Multiple Azure functions in Golang

Tomomi Sako
4 min readJan 19, 2022

Azure Functions recently added the Custom Handler feature which gives you more options on which programming language you can use.

In this article, I will focus on how to host multiple Golang Azure Functions in a single Function App and also how to deploy it.

This is an example code: https://github.com/Azure-Samples/azure-function-custom-handler-with-golang

In this example, we have two Azure Functions /drinkand /drinks. /drink can be used to create, update, or delete your favorite drink, and /drinks method to retrieve all the previously saved drinks.

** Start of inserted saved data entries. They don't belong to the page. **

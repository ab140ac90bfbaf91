//! Pooled API client: request assembly, submission and completion.
//!
//! # Design
//! `ApiClient` is a cheap handle (one `Arc`) bound to a base URL. Executing a
//! request happens in two steps:
//! - `build_request` merges default headers, caller parameters and auth
//!   credentials into a plain `HttpRequest` without touching the network;
//! - `execute` spawns a task that sends it through the context's transport,
//!   registers the task under a fresh `RequestId` and returns that id
//!   immediately.
//!
//! The task removes its tracker entry before reporting the outcome. If the
//! entry is already gone the request was cancelled, and the outcome is
//! dropped without invoking the callback. A drop guard owned by the task
//! removes the entry even if the task panics or never runs.

use std::fmt;
use std::panic::{self, AssertUnwindSafe};
use std::sync::atomic::{AtomicBool, Ordering};
use std::sync::{Arc, RwLock};

use tokio::sync::oneshot;
use tracing::{debug, info, info_span, warn, Instrument};
use url::Url;

use crate::context::Shared;
use crate::encoding::{build_query_string, substitute_path};
use crate::error::ApiError;
use crate::http::{find_header, HttpRequest, HttpResponse};
use crate::request::ApiRequest;
use crate::response::{decode, ResponseBody};
use crate::tracker::RequestId;
use crate::transport::Transport;

struct ClientInner<T: Transport> {
    base_url: String,
    default_headers: RwLock<Vec<(String, String)>>,
    shared: Arc<Shared<T>>,
}

/// Client bound to one base URL. Obtain it from `ApiContext::client`.
pub struct ApiClient<T: Transport> {
    inner: Arc<ClientInner<T>>,
}

impl<T: Transport> Clone for ApiClient<T> {
    fn clone(&self) -> Self {
        Self {
            inner: self.inner.clone(),
        }
    }
}

impl<T: Transport> ApiClient<T> {
    pub(crate) fn new(base_url: Url, shared: Arc<Shared<T>>) -> Self {
        let default_headers = shared
            .config
            .default_headers
            .iter()
            .map(|(k, v)| (k.clone(), v.clone()))
            .collect();
        Self {
            inner: Arc::new(ClientInner {
                base_url: base_url.as_str().trim_end_matches('/').to_string(),
                default_headers: RwLock::new(default_headers),
                shared,
            }),
        }
    }

    pub fn base_url(&self) -> &str {
        &self.inner.base_url
    }

    /// True if both handles refer to the same pooled client.
    pub fn ptr_eq(&self, other: &Self) -> bool {
        Arc::ptr_eq(&self.inner, &other.inner)
    }

    pub fn default_headers(&self) -> Vec<(String, String)> {
        self.inner
            .default_headers
            .read()
            .unwrap_or_else(|poisoned| poisoned.into_inner())
            .clone()
    }

    /// Set a header sent with every request of this client, replacing any
    /// default of the same name.
    pub fn set_default_header(&self, name: impl Into<String>, value: impl Into<String>) {
        let name = name.into();
        let mut headers = self
            .inner
            .default_headers
            .write()
            .unwrap_or_else(|poisoned| poisoned.into_inner());
        headers.retain(|(k, _)| !k.eq_ignore_ascii_case(&name));
        headers.push((name, value.into()));
    }

    /// Assemble the HTTP request for `request` without sending it.
    ///
    /// Precedence for headers is caller, then auth, then client defaults;
    /// for query parameters caller, then auth. Nothing already present is
    /// overwritten, so a default `Authorization` never masks an auth setting.
    pub fn build_request(&self, request: &ApiRequest) -> Result<HttpRequest, ApiError> {
        let mut headers = request.header_params.clone();
        let mut query = request.query_params.clone();
        self.inner
            .shared
            .auth
            .apply(&request.auth_names, &mut headers, &mut query);

        for (name, value) in self.default_headers() {
            if find_header(&headers, &name).is_none() {
                headers.push((name, value));
            }
        }

        if let Some(accept) = request.response_content_type.as_deref().filter(|a| !a.is_empty()) {
            if find_header(&headers, "Accept").is_none() {
                headers.push(("Accept".to_string(), accept.to_string()));
            }
        }

        let body = match &request.body {
            Some(body) => {
                let content_type = request
                    .request_content_type
                    .clone()
                    .unwrap_or_else(|| body.default_content_type().to_string());
                if find_header(&headers, "Content-Type").is_none() {
                    headers.push(("Content-Type".to_string(), content_type));
                }
                Some(body.encode()?)
            }
            None => None,
        };

        let path = substitute_path(&request.path, &request.path_params);
        let mut url = self.inner.base_url.clone();
        if !path.is_empty() && !path.starts_with('/') {
            url.push('/');
        }
        url.push_str(&path);
        let query_string = build_query_string(&query);
        if !query_string.is_empty() {
            url.push(if url.contains('?') { '&' } else { '?' });
            url.push_str(&query_string);
        }

        Ok(HttpRequest {
            method: request.method,
            url,
            headers,
            body,
            timeout: request.timeout,
        })
    }

    /// Submit `request` and return its id without waiting for the network.
    ///
    /// `on_complete` runs exactly once with the decoded body or the error,
    /// unless the request is cancelled first, in which case it never runs.
    /// Errors returned here mean nothing was submitted; a runtime that has
    /// shut down is reported as `ApiError::NoRuntime`.
    pub fn execute<F>(&self, request: ApiRequest, on_complete: F) -> Result<RequestId, ApiError>
    where
        F: FnOnce(Result<ResponseBody, ApiError>) + Send + 'static,
    {
        let http_request = self.build_request(&request)?;
        let expected = request.response_content_type;
        self.log_exchange(&http_request, None, None);

        let shared = &self.inner.shared;
        let submission = Arc::new(Submission::default());
        let id = shared.tracker.register(|id| {
            let span = info_span!("api_request", request_id = %id, method = %http_request.method);
            let settle = Settle {
                shared: shared.clone(),
                id,
                on_complete: Some(on_complete),
                started: false,
                submission: submission.clone(),
            };
            let client = self.clone();
            let task = async move {
                let mut settle = settle;
                settle.started = true;
                let result = client.inner.shared.transport.send(http_request.clone()).await;
                let Some(on_complete) = settle.claim() else {
                    debug!("request finished after cancellation, dropping outcome");
                    return;
                };
                let outcome = match result {
                    Ok(response) => {
                        let decoded = decode(&response, expected.as_deref());
                        client.log_exchange(&http_request, Some(&response), decoded.as_ref().err());
                        decoded
                    }
                    Err(err) => {
                        client.log_exchange(&http_request, None, Some(&err));
                        Err(err)
                    }
                };
                debug!(ok = outcome.is_ok(), "request completed");
                on_complete(outcome);
            };
            shared.runtime.spawn(task.instrument(span)).abort_handle()
        });
        submission.submitted.store(true, Ordering::Release);

        if submission.rejected.load(Ordering::Acquire) {
            warn!(request_id = %id, "runtime refused the request task");
            return Err(ApiError::NoRuntime);
        }
        debug!(request_id = %id, base_url = %self.inner.base_url, "request submitted");
        Ok(id)
    }

    /// Future-based variant of `execute`.
    pub fn send(&self, request: ApiRequest) -> Result<PendingResponse, ApiError> {
        let (tx, rx) = oneshot::channel();
        let id = self.execute(request, move |outcome| {
            let _ = tx.send(outcome);
        })?;
        Ok(PendingResponse { id, rx })
    }

    /// Cancel a request submitted through any client of the same context.
    pub fn cancel(&self, id: RequestId) -> bool {
        self.inner.shared.tracker.cancel(id)
    }

    pub fn request_queue_size(&self) -> usize {
        self.inner.shared.tracker.size()
    }

    fn log_exchange(&self, request: &HttpRequest, response: Option<&HttpResponse>, error: Option<&ApiError>) {
        let shared = &self.inner.shared;
        if !shared.log_requests() {
            return;
        }
        if let Some(filter) = shared.log_filter() {
            if !filter(self, request, response, error) {
                return;
            }
        }
        match (response, error) {
            (None, None) => info!(
                method = %request.method,
                url = %request.url,
                headers = ?request.headers.iter().map(|(name, _)| name.as_str()).collect::<Vec<_>>(),
                body = request.body.as_deref().unwrap_or(""),
                "sending request"
            ),
            (Some(response), _) => info!(
                method = %request.method,
                url = %request.url,
                status = response.status,
                body = %response.body,
                "received response"
            ),
            (None, Some(error)) => info!(
                method = %request.method,
                url = %request.url,
                %error,
                "request failed"
            ),
        }
    }
}

impl<T: Transport> fmt::Debug for ApiClient<T> {
    fn fmt(&self, f: &mut fmt::Formatter<'_>) -> fmt::Result {
        f.debug_struct("ApiClient")
            .field("base_url", &self.inner.base_url)
            .finish()
    }
}

/// Flags shared between `execute` and the task it spawns.
#[derive(Default)]
struct Submission {
    /// Set once `spawn` has returned.
    submitted: AtomicBool,
    /// Set when the task was dropped inside `spawn` without running.
    rejected: AtomicBool,
}

/// Settles one request's tracker entry however its task ends.
///
/// The normal path calls `claim`. Dropping the guard unclaimed means the
/// task panicked or was torn down: the entry is removed and, unless the
/// request was cancelled, the callback gets `ApiError::Aborted`. A task
/// dropped inside `spawn` instead flags the submission as rejected.
struct Settle<T: Transport, F: FnOnce(Result<ResponseBody, ApiError>)> {
    shared: Arc<Shared<T>>,
    id: RequestId,
    on_complete: Option<F>,
    started: bool,
    submission: Arc<Submission>,
}

impl<T: Transport, F: FnOnce(Result<ResponseBody, ApiError>)> Settle<T, F> {
    /// Take the callback if this task, not a cancellation, ended the request.
    fn claim(&mut self) -> Option<F> {
        let on_complete = self.on_complete.take()?;
        self.shared.tracker.complete(self.id).then_some(on_complete)
    }
}

impl<T: Transport, F: FnOnce(Result<ResponseBody, ApiError>)> Drop for Settle<T, F> {
    fn drop(&mut self) {
        let Some(on_complete) = self.claim() else {
            return;
        };
        if !self.started && !self.submission.submitted.load(Ordering::Acquire) {
            self.submission.rejected.store(true, Ordering::Release);
            return;
        }
        let reason = if std::thread::panicking() {
            "request task panicked"
        } else if self.started {
            "request task dropped before completing"
        } else {
            "runtime shut down before the request ran"
        };
        warn!(request_id = %self.id, reason, "request aborted");
        let outcome = Err(ApiError::Aborted(reason.to_string()));
        if panic::catch_unwind(AssertUnwindSafe(|| on_complete(outcome))).is_err() {
            warn!(request_id = %self.id, "completion callback panicked");
        }
    }
}

/// Handle to a submitted request.
#[derive(Debug)]
pub struct PendingResponse {
    id: RequestId,
    rx: oneshot::Receiver<Result<ResponseBody, ApiError>>,
}

impl PendingResponse {
    pub fn id(&self) -> RequestId {
        self.id
    }

    /// Wait for the outcome. `None` means the request was cancelled.
    pub async fn outcome(self) -> Option<Result<ResponseBody, ApiError>> {
        self.rx.await.ok()
    }
}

Those Functions share one in-memory storage and can be run in a single Dev container.

It also includes three different pipeline configuration files so that you can easily set up a deployment pipeline.

Directory structure

This is a directory structure for the sample. I have written comments next to the key files that I will describe in this article.

|- .devcontainer
|- devcontainer.json // Settings file for dev container
|- Dockerfile // Docker file for dev container
|- cmd
|- main.go // Entry point
|- drink
|- function.json // Host settings file for drink Function
|- drinks
|- function.json // Host settings file for drinks Function
|- internal
|- drink
|- handler.go // Handler for drink Function
|- drinks
|- handler.go // Handler for drinks Function
|- pipelines
|- .github
|- workflows
|- github-pipeline.yml // Pipeline for GitHub actions
|- .gitlab-ci.yml // Pipeline for Gitlab
|- azure-pipeline.yml // Pipeline for Azure Devops
|- pkg
|- storage
|- storage.go // In-memory storage implementation
|- host.json // Settings file for Azure Function App
|- Makefile // Make command
|- README // Step by step of how to deploy and use

This directory structure basically follows the golang standers project layout.
Some Azure function related files (like host.json) are added to the project.

The entry point is main.go and each Azure function’s handler is under internal directory. The storage logic code is shared between two functions so the logic code is located under pkg.

Dev Container

The .devcontainer directory has two files required to build a devcontainer.

devcontainer.json is a settings file. For example, if you want to add a new extension to VScode you need to update this file.
It mounts .ssh directory so that we can use ssh against a devops platform.

Dockerfile is used to build the devcontainer docker image. The base image is golang:1.17.6-bullseye which is Debian 11. If you want to use a different linux version, please check Azure Functions core tools to see if the version is supported.
DOTNET_SYSTEM_GLOBALIZATION_INVARIANT is required for Azure Functions so please do not remove it.

Azure Functions

The cmd directory has main.go which is the entry point and has routing rules for the Azure Functions.

In theinternal directory, there are drink and drinks directories and each directory has a handler.go. These handler files contain simple logic for CRUD operations on the storage.

This sample uses in-memory storage and the logic is defined in storage/storage.go under pkg.
The in-memory storage is actually a hash map, and this file has some functionality (GET/POST/DELETE) to access it.

Azure Function App host configuration

host.jsonhas settings for the Azure Function App. For example, we use a custom handler as the runtime and specify the binary the Function app will use.

To configure the host information of the individual Azure Functions, we put the details in each function.json. This JSON file lives in a parent directory where the directory name should match with your endpoint.
So in this sample we have two Azure Functions and the endpoints are /drink and /drinks. For the host information file, we can do/drink/function.json and /drinks/function.json.

Pipeline

The pipelines directory has two pipeline yml files, one for Gitlab and one for Azure DevOps. Additionally, it has a pipeline yml for GitHub under .github directory. (This directory structure is required by GitHub Actions)

The pipelines are slightly different depending on the devops platform, but it basically has two stages (Build/Deploy) and the Deploy stage will be triggered when the code is merged to the main branch.